Video games may seem like a way of life to you, but only because you make them a big part of your life. In fact, they are a luxury item, not essential for life, liberty, or even the pursuit of happiness. It so obviously does not qualify as water, food, shelter, etc. It should also be obvious that it's not even basic telephone, mail, or even internet service. A bill of rights? If you don't like the game, don't play it. If you bought a game and they screwed you, let the buyer beware, cause it's on you.

People need a bill of rights to protect their rights, not their lifestyle.

New rights? (1)

cait56 (677299) | about a year ago | (#43153059)

At the time of sale, the latest SimCity was unusable for the purpose for which it was sold.

I'm not seeing any need for new rights here, just enforcement of existing law.

Honest reviews (4, Interesting)

onyxruby (118189) | about a year ago | (#43153093)

Why don't we start with honest reviews that focus on the DRM that the game will use as a playability issue just as they would framerates or any other issue? If all of the major review sites started reviewing games with a DRM section saying:

( ) Serial Number
( ) Registration
( ) Activation
( ) Online connection to play
( ) Replaces DVD driver
( ) Wont work if you have installed ______
( ) Works only on one computer
( ) etc

Let people know what their actually buying and let the market make informed choices. When game reviews start reflecting and scoring the playability of DRM and sales start trending accordingly than publishers will start to review their practices.

Unfortunately most review sites would be blacklisted if they tried by themselves, so you would have to do it en mass like the cable companies did with 6 strikes. Band together and they wouldn't be able to blacklist the few sites that started reflecting the playability of DRM.

This problem could be fixed by the review sites, if they gave a damn.

I play only one game anymore: (-1)

Anonymous Coward | about a year ago | (#43153095)

EVE Online... and all you little shits complaining about Diablo III or SimCity sound like a day old nooblet that just got scammed by Spaceship Barbie...

See you little bitches in space.

Already been done (1)

Zeikcied (1630059) | about a year ago | (#43153109)

Stardock already wrote up a Gamer's Bill of Rights. Then they promptly broke their own set of rules, so they had to rewrite them.

In the original draft, they forbade releasing an update to a game that removed compatibility for previously supported platforms. Then they released version 2.0 of Galactic Civilizations II. That patch could only be downloaded via Impulse, which uses .NET and is thus unable to run on Windows 98, which was one of the platforms GalCiv2 supported. So, oops. Shortly afterward they rewrote their GBoR to more or less remove that rule.
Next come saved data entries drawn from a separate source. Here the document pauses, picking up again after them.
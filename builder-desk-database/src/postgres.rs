use async_trait::async_trait;
use chrono::{DateTime, Utc};
use diesel::prelude::*;
use diesel::upsert::excluded;
use diesel_async::RunQueryDsl;
use uuid::Uuid;

use crate::error::DatabaseError;
use crate::models::{
    AllocationRow, AttendanceRow, BuilderRow, EventChangeset, EventFilter, EventRow,
};
use crate::schema::{attendance_records, builders, event_allocations, events};
use crate::store::Store;
use crate::Pool;

// https://github.com/tokio-rs/axum/tree/main/examples/diesel-async-postgres

/// [`Store`] backed by PostgreSQL. The unique indexes and `ON DELETE CASCADE`
/// foreign keys from the migrations do the enforcing.
#[derive(Clone)]
pub struct PgStore {
    pool: Pool,
}

impl PgStore {
    #[must_use]
    pub const fn new(pool: Pool) -> Self {
        Self { pool }
    }
}

#[async_trait]
impl Store for PgStore {
    async fn insert_event(&self, event: EventRow) -> Result<EventRow, DatabaseError> {
        let mut connection = self.pool.get().await?;
        Ok(diesel::insert_into(events::table)
            .values(&event)
            .returning(EventRow::as_returning())
            .get_result(&mut connection)
            .await?)
    }

    async fn find_event(&self, id: Uuid) -> Result<Option<EventRow>, DatabaseError> {
        let mut connection = self.pool.get().await?;
        Ok(events::table
            .find(id)
            .select(EventRow::as_select())
            .first(&mut connection)
            .await
            .optional()?)
    }

    async fn list_events(&self, filter: &EventFilter) -> Result<Vec<EventRow>, DatabaseError> {
        let mut connection = self.pool.get().await?;
        let mut query = events::table
            .select(EventRow::as_select())
            .order(events::created_at.desc())
            .into_boxed();
        if let Some(event_type) = &filter.event_type {
            query = query.filter(events::event_type.eq(event_type.clone()));
        }
        if let Some(status) = &filter.status {
            query = query.filter(events::status.eq(status.clone()));
        }
        Ok(query.load(&mut connection).await?)
    }

    async fn update_event(
        &self,
        id: Uuid,
        changes: EventChangeset,
    ) -> Result<Option<EventRow>, DatabaseError> {
        if changes.is_empty() {
            // diesel refuses an UPDATE without columns
            return self.find_event(id).await;
        }
        let mut connection = self.pool.get().await?;
        Ok(diesel::update(events::table.find(id))
            .set(&changes)
            .returning(EventRow::as_returning())
            .get_result(&mut connection)
            .await
            .optional()?)
    }

    async fn delete_event(&self, id: Uuid) -> Result<bool, DatabaseError> {
        let mut connection = self.pool.get().await?;
        let deleted = diesel::delete(events::table.find(id))
            .execute(&mut connection)
            .await?;
        Ok(deleted > 0)
    }

    async fn insert_builder(&self, builder: BuilderRow) -> Result<BuilderRow, DatabaseError> {
        let mut connection = self.pool.get().await?;
        Ok(diesel::insert_into(builders::table)
            .values(&builder)
            .returning(BuilderRow::as_returning())
            .get_result(&mut connection)
            .await?)
    }

    async fn find_builder(&self, id: Uuid) -> Result<Option<BuilderRow>, DatabaseError> {
        let mut connection = self.pool.get().await?;
        Ok(builders::table
            .find(id)
            .select(BuilderRow::as_select())
            .first(&mut connection)
            .await
            .optional()?)
    }

    async fn list_builders(&self) -> Result<Vec<BuilderRow>, DatabaseError> {
        let mut connection = self.pool.get().await?;
        Ok(builders::table
            .select(BuilderRow::as_select())
            .order((builders::builder_type.asc(), builders::builder_number.asc()))
            .load(&mut connection)
            .await?)
    }

    async fn find_builders_by_number(
        &self,
        builder_type: Option<&str>,
        builder_number: i32,
    ) -> Result<Vec<BuilderRow>, DatabaseError> {
        let mut connection = self.pool.get().await?;
        let mut query = builders::table
            .select(BuilderRow::as_select())
            .filter(builders::builder_number.eq(builder_number))
            .order(builders::builder_type.asc())
            .into_boxed();
        if let Some(builder_type) = builder_type {
            query = query.filter(builders::builder_type.eq(builder_type.to_owned()));
        }
        Ok(query.load(&mut connection).await?)
    }

    async fn max_builder_number(&self, builder_type: &str) -> Result<Option<i32>, DatabaseError> {
        let mut connection = self.pool.get().await?;
        Ok(builders::table
            .filter(builders::builder_type.eq(builder_type))
            .select(diesel::dsl::max(builders::builder_number))
            .first::<Option<i32>>(&mut connection)
            .await?)
    }

    async fn select_allocations(
        &self,
        event_id: Uuid,
    ) -> Result<Vec<AllocationRow>, DatabaseError> {
        let mut connection = self.pool.get().await?;
        Ok(event_allocations::table
            .filter(event_allocations::event_id.eq(event_id))
            .select(AllocationRow::as_select())
            .order((
                event_allocations::time_slot_start.asc(),
                event_allocations::section.asc(),
            ))
            .load(&mut connection)
            .await?)
    }

    async fn count_allocations(&self, event_id: Uuid) -> Result<usize, DatabaseError> {
        let mut connection = self.pool.get().await?;
        let count: i64 = event_allocations::table
            .filter(event_allocations::event_id.eq(event_id))
            .count()
            .get_result(&mut connection)
            .await?;
        Ok(usize::try_from(count).unwrap_or_default())
    }

    async fn insert_allocations(
        &self,
        rows: Vec<AllocationRow>,
    ) -> Result<Vec<AllocationRow>, DatabaseError> {
        if rows.is_empty() {
            return Ok(rows);
        }
        let mut connection = self.pool.get().await?;
        Ok(diesel::insert_into(event_allocations::table)
            .values(&rows)
            .returning(AllocationRow::as_returning())
            .get_results(&mut connection)
            .await?)
    }

    async fn delete_allocations(&self, event_id: Uuid) -> Result<usize, DatabaseError> {
        let mut connection = self.pool.get().await?;
        Ok(diesel::delete(
            event_allocations::table.filter(event_allocations::event_id.eq(event_id)),
        )
        .execute(&mut connection)
        .await?)
    }

    async fn delete_allocation(
        &self,
        event_id: Uuid,
        builder_id: Uuid,
        time_slot_start: DateTime<Utc>,
    ) -> Result<usize, DatabaseError> {
        let mut connection = self.pool.get().await?;
        Ok(diesel::delete(
            event_allocations::table
                .filter(event_allocations::event_id.eq(event_id))
                .filter(event_allocations::builder_id.eq(builder_id))
                .filter(event_allocations::time_slot_start.eq(time_slot_start)),
        )
        .execute(&mut connection)
        .await?)
    }

    async fn select_attendance(
        &self,
        event_id: Uuid,
    ) -> Result<Vec<AttendanceRow>, DatabaseError> {
        let mut connection = self.pool.get().await?;
        Ok(attendance_records::table
            .filter(attendance_records::event_id.eq(event_id))
            .select(AttendanceRow::as_select())
            .order(attendance_records::time_slot_start.asc())
            .load(&mut connection)
            .await?)
    }

    async fn upsert_attendance(&self, row: AttendanceRow) -> Result<AttendanceRow, DatabaseError> {
        let mut connection = self.pool.get().await?;
        Ok(diesel::insert_into(attendance_records::table)
            .values(&row)
            .on_conflict((
                attendance_records::event_id,
                attendance_records::builder_id,
                attendance_records::time_slot_start,
            ))
            .do_update()
            .set((
                attendance_records::status.eq(excluded(attendance_records::status)),
                attendance_records::notes.eq(excluded(attendance_records::notes)),
                attendance_records::marked_at.eq(excluded(attendance_records::marked_at)),
            ))
            .returning(AttendanceRow::as_returning())
            .get_result(&mut connection)
            .await?)
    }
}
use diesel::result::DatabaseErrorKind;
use diesel_async::pooled_connection::deadpool;
use thiserror::Error;

#[allow(clippy::module_name_repetitions)]
#[derive(Error, Debug)]
pub enum DatabaseError {
    #[error("Failed to create database pool {0}")]
    PoolBuild(#[from] deadpool::BuildError),
    #[error("Database pool failed {0}")]
    Pool(#[from] deadpool::PoolError),
    #[error("Database query failed {0}")]
    Database(#[source] diesel::result::Error),
    #[error("Unique constraint violated: {0}")]
    UniqueViolation(String),
    #[error("Foreign key constraint violated: {0}")]
    ForeignKeyViolation(String),
    #[error("Check constraint violated: {0}")]
    CheckViolation(String),
    #[error("Unsupported database url {0:?}")]
    UnsupportedUrl(String),
}

impl From<diesel::result::Error> for DatabaseError {
    fn from(error: diesel::result::Error) -> Self {
        match error {
            diesel::result::Error::DatabaseError(DatabaseErrorKind::UniqueViolation, info) => {
                Self::UniqueViolation(
                    info.details()
                        .map_or_else(|| info.message().to_owned(), ToOwned::to_owned),
                )
            }
            diesel::result::Error::DatabaseError(DatabaseErrorKind::ForeignKeyViolation, info) => {
                Self::ForeignKeyViolation(info.message().to_owned())
            }
            diesel::result::Error::DatabaseError(DatabaseErrorKind::CheckViolation, info) => {
                Self::CheckViolation(info.message().to_owned())
            }
            other => Self::Database(other),
        }
    }
}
Thing is, even though Stardock wrote up these rules, they're in no position to force any other company to adhere to them. No one is. Not unless all the platform owners (including Valve and EA, for Steam and Origin respectively) get together and lay down a set of rules for being allowed on their platform/service. Or you try and get a law put in place or something. But the ESA would probably fight a law like that, anyway.

GOML (0)

Rob Riggs (6418) | about a year ago | (#43153121)

Get off my lawn! Grow up and get a job, you over-privileged, crack-addled kids.

This is pissing me off (1)

Anonymous Coward | about a year ago | (#43153125)

Everyone just says "Don't buy the game" and thinks that's the end of the discussion.


And if you aren't a gamer, then stay the hell out of this conversation. It doesn't concern you.

I don't know if Bill of Rights is the right thing (1)

spagthorpe (111133) | about a year ago | (#43153179)

I don't see any point in trying to enforce something like this. What I would like to see would be a "Bullshit Inside" badge attached to a game that meant it had any of those things. Then I could choose to spend money or not. We had to put stickers on music that had a naughty word in them, and we have ratings on games for every other type of potentially offensive content. Doesn't seem like a stretch to blatantly mark something as DRM enforced, or additional money required.